Work instruction: Could you filter the data below down to the lines that hold the word "name"?

[Stored data]
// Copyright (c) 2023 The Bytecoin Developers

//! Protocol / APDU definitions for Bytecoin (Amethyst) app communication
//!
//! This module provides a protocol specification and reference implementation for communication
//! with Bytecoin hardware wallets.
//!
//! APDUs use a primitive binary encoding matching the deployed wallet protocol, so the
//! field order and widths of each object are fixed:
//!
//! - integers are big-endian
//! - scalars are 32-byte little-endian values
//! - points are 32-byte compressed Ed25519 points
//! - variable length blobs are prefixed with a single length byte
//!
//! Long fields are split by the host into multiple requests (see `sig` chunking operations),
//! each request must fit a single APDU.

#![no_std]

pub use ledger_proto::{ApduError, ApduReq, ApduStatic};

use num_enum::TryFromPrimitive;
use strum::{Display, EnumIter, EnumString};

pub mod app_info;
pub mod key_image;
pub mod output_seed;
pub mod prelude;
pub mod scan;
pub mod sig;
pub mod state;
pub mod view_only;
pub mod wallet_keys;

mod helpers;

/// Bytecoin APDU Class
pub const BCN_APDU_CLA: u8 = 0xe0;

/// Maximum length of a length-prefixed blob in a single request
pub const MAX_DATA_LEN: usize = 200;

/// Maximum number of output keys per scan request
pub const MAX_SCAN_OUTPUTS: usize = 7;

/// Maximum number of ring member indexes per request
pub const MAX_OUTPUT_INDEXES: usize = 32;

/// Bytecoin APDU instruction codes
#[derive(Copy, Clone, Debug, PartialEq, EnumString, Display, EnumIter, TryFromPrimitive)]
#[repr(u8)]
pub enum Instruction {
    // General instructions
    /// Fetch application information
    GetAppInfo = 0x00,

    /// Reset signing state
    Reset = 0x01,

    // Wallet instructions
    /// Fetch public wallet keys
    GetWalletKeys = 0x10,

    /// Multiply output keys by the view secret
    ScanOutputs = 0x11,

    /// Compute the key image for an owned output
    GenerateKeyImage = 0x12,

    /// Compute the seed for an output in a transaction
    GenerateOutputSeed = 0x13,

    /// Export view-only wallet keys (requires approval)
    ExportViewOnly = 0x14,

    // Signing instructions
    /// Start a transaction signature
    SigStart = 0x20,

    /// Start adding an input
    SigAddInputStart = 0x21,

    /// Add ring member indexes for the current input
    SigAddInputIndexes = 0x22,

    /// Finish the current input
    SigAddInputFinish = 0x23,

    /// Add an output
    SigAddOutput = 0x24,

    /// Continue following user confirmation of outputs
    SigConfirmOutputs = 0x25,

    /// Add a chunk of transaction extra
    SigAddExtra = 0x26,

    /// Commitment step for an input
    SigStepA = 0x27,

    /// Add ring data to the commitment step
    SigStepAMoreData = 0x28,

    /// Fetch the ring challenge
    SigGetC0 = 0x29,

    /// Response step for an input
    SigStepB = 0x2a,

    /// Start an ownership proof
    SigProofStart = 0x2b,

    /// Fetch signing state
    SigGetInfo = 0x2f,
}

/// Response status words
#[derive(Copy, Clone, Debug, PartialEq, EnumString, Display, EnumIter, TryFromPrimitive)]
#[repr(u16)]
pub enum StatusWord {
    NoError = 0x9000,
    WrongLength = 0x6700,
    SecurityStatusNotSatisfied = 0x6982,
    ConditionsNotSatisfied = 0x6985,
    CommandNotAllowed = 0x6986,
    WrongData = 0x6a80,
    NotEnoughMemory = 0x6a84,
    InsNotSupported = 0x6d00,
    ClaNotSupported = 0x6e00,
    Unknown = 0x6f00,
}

...

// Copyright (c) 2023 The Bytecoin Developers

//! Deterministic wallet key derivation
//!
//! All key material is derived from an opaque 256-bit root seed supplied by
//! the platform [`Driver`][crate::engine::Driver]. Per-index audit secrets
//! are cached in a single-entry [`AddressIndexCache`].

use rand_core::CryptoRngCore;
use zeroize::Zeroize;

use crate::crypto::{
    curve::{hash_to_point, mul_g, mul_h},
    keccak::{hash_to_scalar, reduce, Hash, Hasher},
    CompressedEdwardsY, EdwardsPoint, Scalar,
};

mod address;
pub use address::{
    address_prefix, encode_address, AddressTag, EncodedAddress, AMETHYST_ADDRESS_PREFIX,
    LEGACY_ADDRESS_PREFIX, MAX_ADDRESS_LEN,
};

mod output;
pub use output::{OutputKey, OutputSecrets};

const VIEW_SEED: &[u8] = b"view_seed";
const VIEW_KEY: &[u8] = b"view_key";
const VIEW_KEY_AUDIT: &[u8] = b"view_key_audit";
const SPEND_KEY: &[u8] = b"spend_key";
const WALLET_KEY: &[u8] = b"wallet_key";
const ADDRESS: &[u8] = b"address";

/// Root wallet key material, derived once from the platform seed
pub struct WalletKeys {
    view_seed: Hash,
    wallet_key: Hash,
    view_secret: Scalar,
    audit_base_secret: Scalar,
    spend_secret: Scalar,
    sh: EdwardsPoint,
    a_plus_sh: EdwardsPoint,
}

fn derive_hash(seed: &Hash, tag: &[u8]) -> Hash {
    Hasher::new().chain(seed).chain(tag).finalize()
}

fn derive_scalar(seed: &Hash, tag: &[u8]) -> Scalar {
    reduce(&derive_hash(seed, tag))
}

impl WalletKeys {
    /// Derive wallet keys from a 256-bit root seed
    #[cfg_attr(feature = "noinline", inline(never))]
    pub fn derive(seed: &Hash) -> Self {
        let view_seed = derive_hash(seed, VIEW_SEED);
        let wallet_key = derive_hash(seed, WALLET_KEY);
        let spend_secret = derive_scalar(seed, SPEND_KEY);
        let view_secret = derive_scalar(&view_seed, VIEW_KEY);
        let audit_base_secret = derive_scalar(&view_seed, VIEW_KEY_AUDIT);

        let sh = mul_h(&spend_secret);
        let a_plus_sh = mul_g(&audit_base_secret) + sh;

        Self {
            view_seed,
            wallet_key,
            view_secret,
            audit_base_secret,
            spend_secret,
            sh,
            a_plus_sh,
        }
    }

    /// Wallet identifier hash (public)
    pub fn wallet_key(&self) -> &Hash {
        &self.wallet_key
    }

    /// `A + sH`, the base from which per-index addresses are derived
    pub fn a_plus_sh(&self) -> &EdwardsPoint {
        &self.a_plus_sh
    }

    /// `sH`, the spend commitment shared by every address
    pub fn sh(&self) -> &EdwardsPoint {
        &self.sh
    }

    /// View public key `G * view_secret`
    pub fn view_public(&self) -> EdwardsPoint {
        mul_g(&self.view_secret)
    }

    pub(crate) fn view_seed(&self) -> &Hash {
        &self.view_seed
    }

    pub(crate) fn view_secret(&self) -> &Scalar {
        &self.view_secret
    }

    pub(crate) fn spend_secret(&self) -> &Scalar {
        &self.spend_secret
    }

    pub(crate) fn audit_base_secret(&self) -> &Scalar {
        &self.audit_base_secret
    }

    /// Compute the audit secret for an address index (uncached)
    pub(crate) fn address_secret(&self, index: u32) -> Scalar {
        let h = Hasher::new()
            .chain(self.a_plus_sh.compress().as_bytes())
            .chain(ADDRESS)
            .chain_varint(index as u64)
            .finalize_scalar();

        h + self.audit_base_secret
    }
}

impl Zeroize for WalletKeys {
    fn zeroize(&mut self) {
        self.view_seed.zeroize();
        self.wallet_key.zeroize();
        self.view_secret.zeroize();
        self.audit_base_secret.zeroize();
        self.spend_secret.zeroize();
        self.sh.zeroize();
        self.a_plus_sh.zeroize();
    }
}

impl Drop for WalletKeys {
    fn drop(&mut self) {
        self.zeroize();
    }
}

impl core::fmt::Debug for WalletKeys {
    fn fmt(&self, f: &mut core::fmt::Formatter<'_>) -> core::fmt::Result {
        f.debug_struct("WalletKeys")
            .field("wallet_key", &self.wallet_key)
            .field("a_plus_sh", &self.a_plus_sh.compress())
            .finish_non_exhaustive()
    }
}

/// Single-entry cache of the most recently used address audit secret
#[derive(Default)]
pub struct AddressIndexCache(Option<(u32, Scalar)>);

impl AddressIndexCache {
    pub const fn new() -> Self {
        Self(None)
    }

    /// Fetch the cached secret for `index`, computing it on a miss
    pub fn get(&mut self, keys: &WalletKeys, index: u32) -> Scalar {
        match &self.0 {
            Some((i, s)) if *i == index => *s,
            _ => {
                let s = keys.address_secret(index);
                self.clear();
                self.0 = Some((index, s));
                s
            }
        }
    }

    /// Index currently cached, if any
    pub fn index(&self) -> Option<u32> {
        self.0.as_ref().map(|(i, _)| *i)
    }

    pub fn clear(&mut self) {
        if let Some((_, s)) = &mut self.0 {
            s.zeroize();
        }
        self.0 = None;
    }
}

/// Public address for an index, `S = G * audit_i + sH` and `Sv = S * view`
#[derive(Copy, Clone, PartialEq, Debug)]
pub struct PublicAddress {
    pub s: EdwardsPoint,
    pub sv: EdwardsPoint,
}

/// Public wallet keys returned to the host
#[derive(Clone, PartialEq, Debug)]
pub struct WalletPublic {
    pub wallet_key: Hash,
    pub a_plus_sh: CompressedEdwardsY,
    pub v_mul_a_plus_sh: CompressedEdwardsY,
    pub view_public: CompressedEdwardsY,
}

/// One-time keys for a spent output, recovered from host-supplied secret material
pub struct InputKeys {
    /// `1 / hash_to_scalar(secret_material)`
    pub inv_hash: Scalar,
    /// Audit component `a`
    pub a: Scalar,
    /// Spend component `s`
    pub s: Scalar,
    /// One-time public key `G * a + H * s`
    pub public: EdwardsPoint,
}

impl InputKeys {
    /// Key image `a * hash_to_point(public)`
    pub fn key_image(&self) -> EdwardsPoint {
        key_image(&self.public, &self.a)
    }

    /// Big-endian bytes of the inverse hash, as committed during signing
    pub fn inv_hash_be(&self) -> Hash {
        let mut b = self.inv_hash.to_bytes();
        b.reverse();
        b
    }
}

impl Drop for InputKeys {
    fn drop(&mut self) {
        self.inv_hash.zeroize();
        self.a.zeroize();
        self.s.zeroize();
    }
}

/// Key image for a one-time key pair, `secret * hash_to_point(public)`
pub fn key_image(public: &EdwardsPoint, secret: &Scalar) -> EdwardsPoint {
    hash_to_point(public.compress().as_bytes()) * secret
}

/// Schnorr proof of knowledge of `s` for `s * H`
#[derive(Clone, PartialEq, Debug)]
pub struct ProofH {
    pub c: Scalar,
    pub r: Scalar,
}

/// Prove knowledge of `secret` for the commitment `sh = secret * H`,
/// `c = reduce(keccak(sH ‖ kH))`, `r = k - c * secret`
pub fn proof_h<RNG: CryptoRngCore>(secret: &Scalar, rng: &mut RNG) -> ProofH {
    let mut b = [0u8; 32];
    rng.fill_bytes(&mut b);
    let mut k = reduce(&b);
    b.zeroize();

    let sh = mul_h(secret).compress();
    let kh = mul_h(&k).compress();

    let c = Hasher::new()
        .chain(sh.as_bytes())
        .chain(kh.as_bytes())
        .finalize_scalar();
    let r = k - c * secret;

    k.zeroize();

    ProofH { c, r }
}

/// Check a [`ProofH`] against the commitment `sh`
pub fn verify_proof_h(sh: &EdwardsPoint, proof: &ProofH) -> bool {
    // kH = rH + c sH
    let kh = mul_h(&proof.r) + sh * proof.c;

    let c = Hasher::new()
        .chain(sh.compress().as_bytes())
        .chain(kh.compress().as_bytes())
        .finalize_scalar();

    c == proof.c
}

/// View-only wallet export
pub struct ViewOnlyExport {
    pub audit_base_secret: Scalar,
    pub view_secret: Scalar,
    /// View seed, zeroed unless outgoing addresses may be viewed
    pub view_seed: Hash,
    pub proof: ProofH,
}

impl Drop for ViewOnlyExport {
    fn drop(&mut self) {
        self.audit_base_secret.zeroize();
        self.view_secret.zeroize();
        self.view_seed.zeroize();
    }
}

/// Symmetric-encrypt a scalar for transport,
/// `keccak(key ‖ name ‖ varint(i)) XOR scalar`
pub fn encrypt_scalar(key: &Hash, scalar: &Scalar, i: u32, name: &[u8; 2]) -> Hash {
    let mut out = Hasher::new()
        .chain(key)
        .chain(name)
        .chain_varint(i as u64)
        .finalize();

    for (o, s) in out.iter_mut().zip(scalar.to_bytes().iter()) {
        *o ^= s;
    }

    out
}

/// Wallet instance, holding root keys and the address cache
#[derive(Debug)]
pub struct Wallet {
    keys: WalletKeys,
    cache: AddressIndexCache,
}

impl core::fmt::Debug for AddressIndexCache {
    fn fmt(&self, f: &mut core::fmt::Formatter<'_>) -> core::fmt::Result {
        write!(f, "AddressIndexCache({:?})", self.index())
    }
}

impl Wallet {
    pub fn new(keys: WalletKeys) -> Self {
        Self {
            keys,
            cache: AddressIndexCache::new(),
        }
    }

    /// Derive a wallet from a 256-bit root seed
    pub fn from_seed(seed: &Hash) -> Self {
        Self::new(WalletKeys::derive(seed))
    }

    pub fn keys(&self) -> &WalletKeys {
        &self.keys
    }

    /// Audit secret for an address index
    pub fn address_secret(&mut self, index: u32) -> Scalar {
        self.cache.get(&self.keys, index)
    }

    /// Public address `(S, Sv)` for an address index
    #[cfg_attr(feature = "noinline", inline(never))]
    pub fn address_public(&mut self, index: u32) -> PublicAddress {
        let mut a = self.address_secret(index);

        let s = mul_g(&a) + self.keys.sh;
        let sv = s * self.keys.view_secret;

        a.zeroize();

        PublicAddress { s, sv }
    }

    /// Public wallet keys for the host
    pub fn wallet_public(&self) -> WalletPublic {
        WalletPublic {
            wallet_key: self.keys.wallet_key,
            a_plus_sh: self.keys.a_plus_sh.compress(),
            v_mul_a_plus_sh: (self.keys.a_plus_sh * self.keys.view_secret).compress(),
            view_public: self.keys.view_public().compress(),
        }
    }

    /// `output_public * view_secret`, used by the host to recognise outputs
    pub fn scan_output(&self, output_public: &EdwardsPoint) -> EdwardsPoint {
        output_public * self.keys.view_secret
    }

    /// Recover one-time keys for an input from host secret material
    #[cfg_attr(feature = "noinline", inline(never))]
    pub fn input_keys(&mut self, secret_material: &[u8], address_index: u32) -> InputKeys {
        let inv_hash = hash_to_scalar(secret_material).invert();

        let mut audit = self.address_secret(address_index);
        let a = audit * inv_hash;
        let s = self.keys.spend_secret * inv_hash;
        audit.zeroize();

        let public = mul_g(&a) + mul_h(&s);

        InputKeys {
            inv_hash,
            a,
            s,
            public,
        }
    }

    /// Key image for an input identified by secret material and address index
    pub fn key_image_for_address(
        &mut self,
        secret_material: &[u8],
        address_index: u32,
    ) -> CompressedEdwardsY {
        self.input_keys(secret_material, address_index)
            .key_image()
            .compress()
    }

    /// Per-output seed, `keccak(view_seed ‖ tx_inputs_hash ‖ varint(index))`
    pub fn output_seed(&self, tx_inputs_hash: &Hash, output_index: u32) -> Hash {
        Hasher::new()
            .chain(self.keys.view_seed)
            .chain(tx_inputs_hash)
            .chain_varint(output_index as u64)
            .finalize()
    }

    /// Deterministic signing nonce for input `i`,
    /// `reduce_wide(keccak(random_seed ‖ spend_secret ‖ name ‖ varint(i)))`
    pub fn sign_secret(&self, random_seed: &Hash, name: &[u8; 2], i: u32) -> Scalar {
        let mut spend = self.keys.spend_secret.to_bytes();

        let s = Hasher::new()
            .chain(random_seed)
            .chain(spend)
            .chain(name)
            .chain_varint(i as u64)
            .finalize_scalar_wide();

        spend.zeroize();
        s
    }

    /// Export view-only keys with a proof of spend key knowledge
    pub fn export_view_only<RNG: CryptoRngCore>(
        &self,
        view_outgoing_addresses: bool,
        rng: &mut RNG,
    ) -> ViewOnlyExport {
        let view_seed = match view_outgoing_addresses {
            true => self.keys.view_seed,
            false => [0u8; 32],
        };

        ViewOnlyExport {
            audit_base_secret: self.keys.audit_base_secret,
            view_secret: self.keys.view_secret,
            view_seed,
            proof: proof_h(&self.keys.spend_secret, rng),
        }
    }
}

Result for this exercise:
/// `keccak(key ‖ name ‖ varint(i)) XOR scalar`
pub fn encrypt_scalar(key: &Hash, scalar: &Scalar, i: u32, name: &[u8; 2]) -> Hash {
        .chain(name)
    /// `reduce_wide(keccak(random_seed ‖ spend_secret ‖ name ‖ varint(i)))`
    pub fn sign_secret(&self, random_seed: &Hash, name: &[u8; 2], i: u32) -> Scalar {
            .chain(name)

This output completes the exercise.